Caldbeck is right in the middle of it all, a pretty little oasis on the edge of wide moorlands. Its church is one of the precious few mediaeval churches in the county. It is large and handsome with six bays to its aisles and a long chancel. St Kentigern - known in Scotland as St Mungo -  to whom its is dedicated is said to have baptised converts in a well nearby. Probably there were simple churches for several centuries before the present one, the oldest parts of which are Norman. The Church Guide says that the only Norman fabric left is that of the south chancel wall in which there is tell-tale evidence of a Norman window. The porch, curiously but happily, has a beakhead course recovered from the Norman chancel arch. Incomprehensibly, the Church Guide says that the tower was built in 1727 because of an “inscription”.
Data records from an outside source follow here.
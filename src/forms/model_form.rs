use super::widgets::PrettyJsonWidget;
use crate::error::{JsonAdminError, JsonAdminResult};
use crate::model::{FieldKind, ModelMeta, Record};
use html_escape::{encode_double_quoted_attribute, encode_text};
use serde_json::Value;
use std::collections::HashMap;

const REQUIRED_MESSAGE: &str = "This field is required.";

/// Kind of value a form field cleans to
#[derive(Debug, Clone, Copy, PartialEq, Eq)]
pub enum FieldType {
	Char,
	Boolean,
	Integer,
	Json,
}

impl FieldType {
	fn default_widget(self) -> Widget {
		match self {
			FieldType::Char => Widget::TextInput,
			FieldType::Boolean => Widget::CheckboxInput,
			FieldType::Integer => Widget::NumberInput,
			FieldType::Json => Widget::TextArea,
		}
	}

	fn clean(self, value: Option<&Value>, required: bool) -> Result<Value, String> {
		let value = value.unwrap_or(&Value::Null);
		let cleaned = match self {
			FieldType::Char => match value {
				Value::Null => Value::String(String::new()),
				Value::String(s) => Value::String(s.trim().to_string()),
				other => Value::String(other.to_string()),
			},
			FieldType::Boolean => Value::Bool(match value {
				Value::Bool(b) => *b,
				Value::String(s) => matches!(s.to_lowercase().as_str(), "true" | "on" | "1"),
				Value::Number(n) => n.as_i64().is_some_and(|n| n != 0),
				_ => false,
			}),
			FieldType::Integer => match value {
				Value::Null => Value::Null,
				Value::String(s) if s.trim().is_empty() => Value::Null,
				Value::String(s) => s
					.trim()
					.parse::<i64>()
					.map(Value::from)
					.map_err(|_| "Enter a whole number.".to_string())?,
				Value::Number(n) if n.is_i64() => value.clone(),
				_ => return Err("Enter a whole number.".to_string()),
			},
			FieldType::Json => match value {
				Value::String(s) if s.trim().is_empty() => Value::Null,
				Value::String(s) => {
					serde_json::from_str(s).map_err(|_| "Enter a valid JSON.".to_string())?
				}
				other => other.clone(),
			},
		};

		let empty = match &cleaned {
			Value::Null => true,
			Value::String(s) => s.is_empty(),
			Value::Bool(b) => !b,
			_ => false,
		};
		if required && empty {
			return Err(REQUIRED_MESSAGE.to_string());
		}
		Ok(cleaned)
	}
}

impl From<FieldKind> for FieldType {
	fn from(kind: FieldKind) -> Self {
		match kind {
			FieldKind::Integer => FieldType::Integer,
			FieldKind::Text => FieldType::Char,
			FieldKind::Boolean => FieldType::Boolean,
			FieldKind::Json => FieldType::Json,
		}
	}
}

/// How a form field is rendered
#[derive(Debug, Clone, PartialEq)]
pub enum Widget {
	TextInput,
	NumberInput,
	CheckboxInput,
	TextArea,
	PrettyJson(PrettyJsonWidget),
}

impl Widget {
	/// Render the widget as HTML for `name` holding `value`
	pub fn render(&self, name: &str, value: &Value) -> String {
		let attr = encode_double_quoted_attribute(name);
		match self {
			Widget::TextInput | Widget::NumberInput => {
				let input_type = if matches!(self, Widget::NumberInput) {
					"number"
				} else {
					"text"
				};
				format!(
					r#"<input type="{input_type}" name="{attr}" id="id_{attr}" value="{}">"#,
					encode_double_quoted_attribute(&display_value(value))
				)
			}
			Widget::CheckboxInput => {
				let checked = if value.as_bool().unwrap_or(false) {
					" checked"
				} else {
					""
				};
				format!(r#"<input type="checkbox" name="{attr}" id="id_{attr}"{checked}>"#)
			}
			Widget::TextArea => format!(
				r#"<textarea name="{attr}" id="id_{attr}">{}</textarea>"#,
				encode_text(&display_value(value))
			),
			Widget::PrettyJson(widget) => widget.render(name, value),
		}
	}
}

fn display_value(value: &Value) -> String {
	match value {
		Value::Null => String::new(),
		Value::String(s) => s.clone(),
		other => other.to_string(),
	}
}

/// A single form field definition
///
/// # Examples
///
/// ```
/// use reinhardt_admin_jsonfield::{FieldType, FormFieldSpec, Widget};
///
/// let field = FormFieldSpec::new("name_full", FieldType::Char).with_label("Full name");
/// assert_eq!(field.label(), "Full name");
/// assert_eq!(field.widget, Widget::TextInput);
/// assert!(!field.required);
/// ```
#[derive(Debug, Clone, PartialEq)]
pub struct FormFieldSpec {
	pub name: String,
	pub label: Option<String>,
	pub field_type: FieldType,
	pub widget: Widget,
	pub required: bool,
}

impl FormFieldSpec {
	pub fn new(name: impl Into<String>, field_type: FieldType) -> Self {
		Self {
			name: name.into(),
			label: None,
			field_type,
			widget: field_type.default_widget(),
			required: false,
		}
	}

	pub fn with_label(mut self, label: impl Into<String>) -> Self {
		self.label = Some(label.into());
		self
	}

	pub fn with_widget(mut self, widget: Widget) -> Self {
		self.widget = widget;
		self
	}

	pub fn required(mut self) -> Self {
		self.required = true;
		self
	}

	/// Label text, the field name when none was given
	pub fn label(&self) -> &str {
		self.label.as_deref().unwrap_or(&self.name)
	}

	pub fn is_json(&self) -> bool {
		self.field_type == FieldType::Json
	}
}

/// A form over a model's fields, plus any extra non-model fields
///
/// Saving writes only cleaned values of fields the model declares, so extra
/// fields never reach the record as columns.
///
/// # Examples
///
/// ```
/// use reinhardt_admin_jsonfield::{FieldKind, ModelForm, ModelMeta, Record};
/// use serde_json::json;
/// use std::collections::HashMap;
///
/// let meta = ModelMeta::new("people", "person").with_field("name", FieldKind::Text);
/// let mut form = ModelForm::for_model(meta, &["name"]).unwrap();
///
/// form.bind(HashMap::from([("name".to_string(), json!("Ada"))]));
/// assert!(form.is_valid());
///
/// let mut record = Record::new();
/// form.save(&mut record).unwrap();
/// assert_eq!(record.get("name"), Some(&json!("Ada")));
/// ```
#[derive(Debug, Clone)]
pub struct ModelForm {
	meta: ModelMeta,
	fields: Vec<FormFieldSpec>,
	initial: HashMap<String, Value>,
	data: HashMap<String, Value>,
	cleaned_data: HashMap<String, Value>,
	errors: HashMap<String, Vec<String>>,
	is_bound: bool,
	validated: bool,
}

impl ModelForm {
	/// Create a form with no fields
	pub fn new(meta: ModelMeta) -> Self {
		Self {
			meta,
			fields: Vec::new(),
			initial: HashMap::new(),
			data: HashMap::new(),
			cleaned_data: HashMap::new(),
			errors: HashMap::new(),
			is_bound: false,
			validated: false,
		}
	}

	/// Create a form over the named model fields
	pub fn for_model(meta: ModelMeta, field_names: &[&str]) -> JsonAdminResult<Self> {
		let mut fields = Vec::with_capacity(field_names.len());
		for name in field_names {
			let field = meta.get_field(name).ok_or_else(|| {
				JsonAdminError::Config(format!(
					"Unknown field '{}' specified for {}",
					name,
					meta.model_name()
				))
			})?;
			fields.push(FormFieldSpec::new(field.name.clone(), field.kind.into()));
		}
		let mut form = Self::new(meta);
		form.fields = fields;
		Ok(form)
	}

	/// Add a field, replacing any field of the same name
	pub fn with_field(mut self, field: FormFieldSpec) -> Self {
		self.add_field(field);
		self
	}

	pub fn add_field(&mut self, field: FormFieldSpec) {
		match self.fields.iter_mut().find(|f| f.name == field.name) {
			Some(existing) => *existing = field,
			None => self.fields.push(field),
		}
	}

	/// Seed initial values from an existing record's model fields
	pub fn with_instance(mut self, instance: &Record) -> Self {
		for field in &self.fields {
			if self.meta.get_field(&field.name).is_some()
				&& let Some(value) = instance.get(&field.name)
			{
				self.initial.insert(field.name.clone(), value.clone());
			}
		}
		self
	}

	pub fn meta(&self) -> &ModelMeta {
		&self.meta
	}

	pub fn fields(&self) -> &[FormFieldSpec] {
		&self.fields
	}

	pub fn fields_mut(&mut self) -> &mut [FormFieldSpec] {
		&mut self.fields
	}

	pub fn get_field(&self, name: &str) -> Option<&FormFieldSpec> {
		self.fields.iter().find(|f| f.name == name)
	}

	pub fn initial(&self) -> &HashMap<String, Value> {
		&self.initial
	}

	pub fn set_initial(&mut self, name: impl Into<String>, value: Value) {
		self.initial.insert(name.into(), value);
	}

	/// Bind submitted data; results of any earlier validation are dropped
	pub fn bind(&mut self, data: HashMap<String, Value>) {
		self.data = data;
		self.is_bound = true;
		self.validated = false;
		self.cleaned_data.clear();
		self.errors.clear();
	}

	pub fn is_bound(&self) -> bool {
		self.is_bound
	}

	/// Clean every field, collecting errors; an unbound form is never valid
	pub fn is_valid(&mut self) -> bool {
		if !self.is_bound {
			return false;
		}

		self.errors.clear();
		self.cleaned_data.clear();

		for field in &self.fields {
			match field
				.field_type
				.clean(self.data.get(&field.name), field.required)
			{
				Ok(cleaned) => {
					self.cleaned_data.insert(field.name.clone(), cleaned);
				}
				Err(e) => {
					self.errors.entry(field.name.clone()).or_default().push(e);
				}
			}
		}

		self.validated = true;
		self.errors.is_empty()
	}

	pub fn cleaned_data(&self) -> &HashMap<String, Value> {
		&self.cleaned_data
	}

	pub fn cleaned_data_mut(&mut self) -> &mut HashMap<String, Value> {
		&mut self.cleaned_data
	}

	pub fn errors(&self) -> &HashMap<String, Vec<String>> {
		&self.errors
	}

	/// Write cleaned model field values into `record`
	///
	/// The current binding must have passed [`ModelForm::is_valid`].
	pub fn save(&self, record: &mut Record) -> JsonAdminResult<()> {
		if !self.is_bound {
			return Err(JsonAdminError::InvalidForm("form is not bound".to_string()));
		}
		if !self.validated {
			return Err(JsonAdminError::InvalidForm(
				"form has not been validated".to_string(),
			));
		}
		if !self.errors.is_empty() {
			let mut names: Vec<&str> = self.errors.keys().map(String::as_str).collect();
			names.sort_unstable();
			return Err(JsonAdminError::InvalidForm(names.join(", ")));
		}
		for field in &self.fields {
			if self.meta.get_field(&field.name).is_none() {
				continue;
			}
			if let Some(value) = self.cleaned_data.get(&field.name) {
				record.set(field.name.clone(), value.clone());
			}
		}
		Ok(())
	}

	/// Current value shown for a field: bound data, else initial
	pub fn value(&self, name: &str) -> Value {
		let source = if self.is_bound {
			&self.data
		} else {
			&self.initial
		};
		source.get(name).cloned().unwrap_or(Value::Null)
	}

	/// Render every field with its label as HTML
	pub fn render(&self) -> String {
		self.fields
			.iter()
			.map(|field| {
				format!(
					r#"<label for="id_{}">{}</label>{}"#,
					encode_double_quoted_attribute(&field.name),
					encode_text(field.label()),
					field.widget.render(&field.name, &self.value(&field.name))
				)
			})
			.collect::<Vec<_>>()
			.join("\n")
	}
}

#[cfg(test)]
mod tests {
	use super::*;
	use rstest::*;
	use serde_json::json;

	#[fixture]
	fn meta() -> ModelMeta {
		ModelMeta::new("people", "person")
			.with_field("name", FieldKind::Text)
			.with_field("age", FieldKind::Integer)
			.with_field("active", FieldKind::Boolean)
			.with_field("data", FieldKind::Json)
	}

	#[rstest]
	#[case(FieldType::Char, json!("  Ada "), json!("Ada"))]
	#[case(FieldType::Char, Value::Null, json!(""))]
	#[case(FieldType::Boolean, json!("on"), json!(true))]
	#[case(FieldType::Boolean, Value::Null, json!(false))]
	#[case(FieldType::Integer, json!("42"), json!(42))]
	#[case(FieldType::Integer, json!(""), Value::Null)]
	#[case(FieldType::Json, json!(r#"{"a": 1}"#), json!({"a": 1}))]
	#[case(FieldType::Json, json!({"a": 1}), json!({"a": 1}))]
	fn test_clean(#[case] field_type: FieldType, #[case] input: Value, #[case] expected: Value) {
		assert_eq!(field_type.clean(Some(&input), false), Ok(expected));
	}

	#[rstest]
	#[case(FieldType::Integer, json!("abc"))]
	#[case(FieldType::Json, json!("{not json"))]
	fn test_clean_rejects(#[case] field_type: FieldType, #[case] input: Value) {
		assert!(field_type.clean(Some(&input), false).is_err());
	}

	#[rstest]
	fn test_required_field_missing(meta: ModelMeta) {
		let mut form =
			ModelForm::new(meta).with_field(FormFieldSpec::new("name", FieldType::Char).required());
		form.bind(HashMap::new());
		assert!(!form.is_valid());
		assert_eq!(form.errors()["name"], vec![REQUIRED_MESSAGE.to_string()]);
		assert!(matches!(
			form.save(&mut Record::new()),
			Err(JsonAdminError::InvalidForm(_))
		));
	}

	#[rstest]
	fn test_unknown_model_field(meta: ModelMeta) {
		let err = ModelForm::for_model(meta, &["nickname"]).unwrap_err();
		assert!(err.is_configuration());
	}

	#[rstest]
	fn test_save_skips_extra_fields(meta: ModelMeta) {
		let mut form = ModelForm::for_model(meta, &["name"])
			.unwrap()
			.with_field(FormFieldSpec::new("name_full", FieldType::Char));
		form.bind(HashMap::from([
			("name".to_string(), json!("Ada")),
			("name_full".to_string(), json!("Ada Lovelace")),
		]));
		assert!(form.is_valid());

		let mut record = Record::new();
		form.save(&mut record).unwrap();
		assert_eq!(record.get("name"), Some(&json!("Ada")));
		assert!(!record.contains("name_full"));
	}

	#[rstest]
	fn test_save_requires_validation_of_current_binding(meta: ModelMeta) {
		let mut form = ModelForm::for_model(meta, &["name"]).unwrap();
		form.bind(HashMap::from([("name".to_string(), json!("old"))]));
		let err = form.save(&mut Record::new()).unwrap_err();
		assert!(matches!(err, JsonAdminError::InvalidForm(ref m) if m == "form has not been validated"));

		assert!(form.is_valid());
		form.bind(HashMap::from([("name".to_string(), json!("new"))]));
		assert!(form.cleaned_data().is_empty());
		let mut record = Record::new();
		assert!(matches!(
			form.save(&mut record),
			Err(JsonAdminError::InvalidForm(_))
		));
		assert!(record.get("name").is_none());

		assert!(form.is_valid());
		form.save(&mut record).unwrap();
		assert_eq!(record.get("name"), Some(&json!("new")));
	}

	#[rstest]
	fn test_unbound_form_uses_instance_initial(meta: ModelMeta) {
		let instance = Record::from_value(json!({"id": 1, "name": "Ada", "age": 36})).unwrap();
		let form = ModelForm::for_model(meta, &["name", "age"])
			.unwrap()
			.with_instance(&instance);
		assert!(!form.is_bound());
		assert_eq!(form.value("name"), json!("Ada"));
		assert_eq!(form.value("age"), json!(36));
	}

	#[rstest]
	fn test_render_escapes_values(meta: ModelMeta) {
		let mut form = ModelForm::for_model(meta, &["name"]).unwrap();
		form.set_initial("name", json!("<b>\"x\"</b>"));
		let html = form.render();
		assert!(html.contains(r#"<label for="id_name">name</label>"#));
		assert!(!html.contains("<b>"));
	}
}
Not having read about the church before I visited, my jaw dropped at reading this. There is what is palpably a Norman tower arch. The window openings of the bottom two stages are also palpably Norman, round headed and with jamb-stones made of huge chunks of stone. Inside it has a hefty first floor doorway, something inconceivable for an eighteenth century church. To my relief, I found that Pevsner agreed with me. The aisles are mediaeval. A church of these proportions without a west tower? You’ve got this wrong, I think, Caldbeck! Arthur Mee was of the opinion that the 1727 inscription referred only to the top stage (those bell openings don’t look quite right for original Norman). I agree with him. In fact, Pevsner says the church “has a number of problems”.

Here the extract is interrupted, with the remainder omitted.